### Raw data

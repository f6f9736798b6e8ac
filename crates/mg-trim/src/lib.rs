//! Trimming of must-gather diagnostic trees.
//!
//! A must-gather run can produce log files far larger than a Bugzilla
//! attachment allows. This crate reduces them before packaging:
//!
//! - [`LineCountTrimmer`]: keeps the last N lines behind a marker line
//! - [`TimeWindowTrimmer`]: keeps the trailing lines whose timestamp is within
//!   a window of the captured run time
//! - [`BackupLedger`]: stages the original bytes of every file before it is
//!   mutated and restores them once the archive has been written
//! - [`TreeTrimmer`]: walks a tree, classifies each file and applies the
//!   matching trimmer, containing failures per file
//!
//! # Example
//!
//! ```no_run
//! use mg_trim::{BackupLedger, Classifier, RunClock, TreeTrimmer, TrimPolicy};
//! use std::path::Path;
//!
//! let clock = RunClock::capture();
//! let classifier = Classifier::with_defaults(clock).unwrap();
//! let root = Path::new("gather-files");
//! let mut ledger = BackupLedger::new(root);
//!
//! let trimmer = TreeTrimmer::new(&classifier, TrimPolicy::default(), clock);
//! let report = trimmer.trim_tree(root, &mut ledger).unwrap();
//! println!("trimmed {} files", report.trimmed.len());
//!
//! // ... build the archive ...
//! ledger.restore_all().unwrap();
//! ```

pub mod backup;
pub mod clock;
pub mod error;
pub mod line_count;
pub mod time_window;
pub mod timestamp;
pub mod tree;

pub use backup::{BackupLedger, RestoreReport};
pub use clock::RunClock;
pub use error::{Result, TimestampError, TrimError};
pub use line_count::{LineCountTrimmer, DEFAULT_MAX_LINES};
pub use time_window::{find_cutoff, TimeWindowTrimmer};
pub use timestamp::{PatternTimestampParser, TimestampFamily, TimestampParser};
pub use tree::{
    walk_tree, Classifier, FileClass, FileFailure, FileTrim, LogFile, TimestampRule, TreeEntry,
    TreeTrimmer, TrimOutcome, TrimPolicy, TrimReport,
};
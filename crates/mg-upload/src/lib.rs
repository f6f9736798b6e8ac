//! Bugzilla attachment upload for must-gather bundles.
//!
//! The upload is driven by [`UploadSession`], a small state machine:
//!
//! ```text
//! Idle -> Submitting -> Success
//!              |
//!              v
//!         Classifying -> Retrying -> Submitting
//!              |
//!              v
//!            Fatal
//! ```
//!
//! Server error codes are mapped to an [`ErrorClassification`]. With an API
//! key every error is terminal after one submission. With a username and
//! password, invalid credentials (300) and an invalid bug id (101) re-prompt
//! through a [`Prompter`] and resubmit the same encoded payload; a blank answer
//! aborts.

pub mod api;
pub mod client;
pub mod error;
pub mod prompt;
pub mod session;

pub use api::{
    ApiError, ApiReply, AttachmentRequest, Credential, ErrorClassification,
    ATTACHMENT_CONTENT_TYPE, ATTACHMENT_SUMMARY, CODE_INVALID_BUG_ID, CODE_INVALID_CREDENTIALS,
};
pub use client::{verify_bug, BugTracker, BugzillaClient, DEFAULT_BUGZILLA_URL};
pub use error::{Result, UploadError};
pub use prompt::{Prompter, TerminalPrompter};
pub use session::{
    encode_payload, parse_bug_id, AbortReason, AuthMode, CollectionSummary, SessionState, UploadConfig,
    UploadOutcome, UploadSession,
};
/// A file whose trim failed and was left as collected.
#[derive(Debug, Clone, PartialEq, Eq)]
pub struct FileFailure {
    pub relative: String,
    pub error: String,
}

/// Summary of a trim pass over a tree.
#[derive(Debug, Clone, Default, PartialEq, Eq)]
pub struct TrimReport {
    pub files_seen: usize,
    pub ignored: usize,
    pub trimmed: Vec<FileTrim>,
    pub failures: Vec<FileFailure>,
}

/// Applies the matching trimmer to every file of a tree.
pub struct TreeTrimmer<'c> {
    classifier: &'c Classifier,
    policy: TrimPolicy,
    clock: RunClock,
}

impl<'c> TreeTrimmer<'c> {
    pub fn new(classifier: &'c Classifier, policy: TrimPolicy, clock: RunClock) -> Self {
        Self {
            classifier,
            policy,
            clock,
        }
    }

    /// Trim one classified file.
    pub fn trim_file(&self, file: &LogFile, ledger: &mut BackupLedger) -> Result<TrimOutcome> {
        match (file.class, self.policy.window) {
            (FileClass::Ignored, _) => Ok(TrimOutcome::Unchanged { lines: 0 }),
            (FileClass::TimeWindow { rule, .. }, Some(window)) => {
                let parser = self.classifier.rules[rule].parser();
                TimeWindowTrimmer::new(parser, self.clock, window).trim(&file.path, ledger)
            }
            _ => LineCountTrimmer::new(self.policy.max_lines).trim(&file.path, ledger),
        }
    }

    /// Trim every file under `root`.
    ///
    /// A failure on one file is logged and recorded in the report; the pass
    /// continues with the next file. Only a failure to walk the tree itself is
    /// returned as an error.
    pub fn trim_tree(&self, root: &Path, ledger: &mut BackupLedger) -> Result<TrimReport> {
        let files = {
            let owned = |p: &Path| ledger.owns(p);
            self.classifier
                .discover(root, &owned)
                .map_err(|e| TrimError::io(root, e))?
        };

        let mut report = TrimReport {
            files_seen: files.len(),
            ..TrimReport::default()
        };

        for file in &files {
            if file.class == FileClass::Ignored {
                report.ignored += 1;
                continue;
            }
            match self.trim_file(file, ledger) {
                Ok(TrimOutcome::Trimmed {
                    original_lines,
                    kept_lines,
                }) => {
                    info!(
                        path = %file.relative,
                        original_lines,
                        kept_lines,
                        "Trimmed file"
                    );
                    report.trimmed.push(FileTrim {
                        relative: file.relative.clone(),
                        original_lines,
                        kept_lines,
                    });
                }
                Ok(TrimOutcome::Unchanged { .. }) => {}
                Err(e) => {
                    warn!(path = %file.relative, error = %e, "Trim failed, file left as collected");
                    report.failures.push(FileFailure {
                        relative: file.relative.clone(),
                        error: e.to_string(),
                    });
                }
            }
        }

        Ok(report)
    }
}
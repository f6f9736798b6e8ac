//! CLI error handling tests for mg-attach.
//!
//! These tests verify that invalid arguments and configuration produce
//! appropriate error messages and exit codes before any work starts.

use assert_cmd::Command;
use predicates::prelude::*;
use tempfile::TempDir;

/// Get a Command for the mg-attach binary with a clean environment.
fn mg_attach(home: &TempDir) -> Command {
    let mut cmd = Command::cargo_bin("mg-attach").expect("mg-attach binary should exist");
    cmd.current_dir(home.path())
        .env_remove("BUGZILLA_API_KEY")
        .env_remove("MG_CONFIG")
        .env_remove("RUST_LOG")
        .env("XDG_CONFIG_HOME", home.path().join("xdg"));
    cmd
}

// ============================================================================
// Argument Tests
// ============================================================================

mod arguments {
    use super::*;

    #[test]
    fn missing_bug_id_is_args_error() {
        let home = TempDir::new().unwrap();
        mg_attach(&home)
            .assert()
            .code(10)
            .stderr(predicate::str::contains("BUG_ID"));
    }

    #[test]
    fn zero_bug_id_is_args_error() {
        let home = TempDir::new().unwrap();
        mg_attach(&home).arg("0").assert().code(10);
    }

    #[test]
    fn non_numeric_bug_id_is_args_error() {
        let home = TempDir::new().unwrap();
        mg_attach(&home)
            .arg("bz123")
            .assert()
            .code(10)
            .stderr(predicate::str::contains("invalid value"));
    }

    #[test]
    fn unknown_flag_is_args_error() {
        let home = TempDir::new().unwrap();
        mg_attach(&home)
            .args(["1", "--nonexistent-flag"])
            .assert()
            .code(10);
    }

    #[test]
    fn bad_log_format_is_args_error() {
        let home = TempDir::new().unwrap();
        mg_attach(&home)
            .args(["1", "--log-format", "xml"])
            .assert()
            .code(10);
    }

    #[test]
    fn help_succeeds() {
        let home = TempDir::new().unwrap();
        mg_attach(&home)
            .arg("--help")
            .assert()
            .success()
            .stdout(predicate::str::contains("--api-key"))
            .stdout(predicate::str::contains("--since"));
    }

    #[test]
    fn version_succeeds() {
        let home = TempDir::new().unwrap();
        mg_attach(&home)
            .arg("--version")
            .assert()
            .success()
            .stdout(predicate::str::contains("mg-attach"));
    }
}

// ============================================================================
// Configuration Tests
// ============================================================================

mod configuration {
    use super::*;

    #[test]
    fn missing_config_file_is_config_error() {
        let home = TempDir::new().unwrap();
        mg_attach(&home)
            .args(["1", "--no-upload", "--config", "does-not-exist.json"])
            .assert()
            .code(11)
            .stderr(predicate::str::contains("not found"));
    }

    #[test]
    fn invalid_json_is_config_error() {
        let home = TempDir::new().unwrap();
        std::fs::write(home.path().join("bad.json"), "{not json").unwrap();
        mg_attach(&home)
            .args(["1", "--no-upload", "--config", "bad.json"])
            .assert()
            .code(11)
            .stderr(predicate::str::contains("Invalid JSON"));
    }

    #[test]
    fn zero_max_lines_is_config_error() {
        let home = TempDir::new().unwrap();
        mg_attach(&home)
            .args(["1", "--no-upload", "--max-lines", "0"])
            .assert()
            .code(11)
            .stderr(predicate::str::contains("max_lines"));
    }

    #[test]
    fn bad_since_is_config_error() {
        let home = TempDir::new().unwrap();
        mg_attach(&home)
            .args(["1", "--no-upload", "--since", "3 weeks"])
            .assert()
            .code(11)
            .stderr(predicate::str::contains("invalid duration"));
    }

    #[test]
    fn mg_config_env_must_exist() {
        let home = TempDir::new().unwrap();
        mg_attach(&home)
            .env("MG_CONFIG", home.path().join("gone.json"))
            .args(["1", "--no-upload"])
            .assert()
            .code(11);
    }

    #[test]
    fn missing_from_dir_is_args_error() {
        let home = TempDir::new().unwrap();
        mg_attach(&home)
            .args(["1", "--no-upload", "--from-dir", "nowhere"])
            .assert()
            .code(10)
            .stderr(predicate::str::contains("not a directory"));
    }

    #[test]
    fn dest_dir_at_or_above_work_dir_is_config_error() {
        let home = TempDir::new().unwrap();
        let precious = home.path().join("precious.txt");
        std::fs::write(&precious, "keep me").unwrap();

        for dest in [".", "..", "../elsewhere", "/"] {
            mg_attach(&home)
                .args(["1", "--no-upload", "--dest-dir", dest])
                .assert()
                .code(11)
                .stderr(predicate::str::contains("dest_dir"));
        }
        assert!(precious.exists());
    }

    #[test]
    fn empty_dest_dir_in_config_is_config_error() {
        let home = TempDir::new().unwrap();
        let precious = home.path().join("precious.txt");
        std::fs::write(&precious, "keep me").unwrap();
        std::fs::write(
            home.path().join("config.json"),
            r#"{"dest_dir": "", "collector": "/bin/true"}"#,
        )
        .unwrap();

        mg_attach(&home)
            .args(["1", "--no-upload", "--config", "config.json"])
            .assert()
            .code(11)
            .stderr(predicate::str::contains("dest_dir"));
        assert!(precious.exists());
    }
}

### Exercise
Return a copy of every line in the records that includes the string "failures".

### Response to the task
//!   matching trimmer, containing failures per file
    pub failures: Vec<FileFailure>,
                    report.failures.push(FileFailure {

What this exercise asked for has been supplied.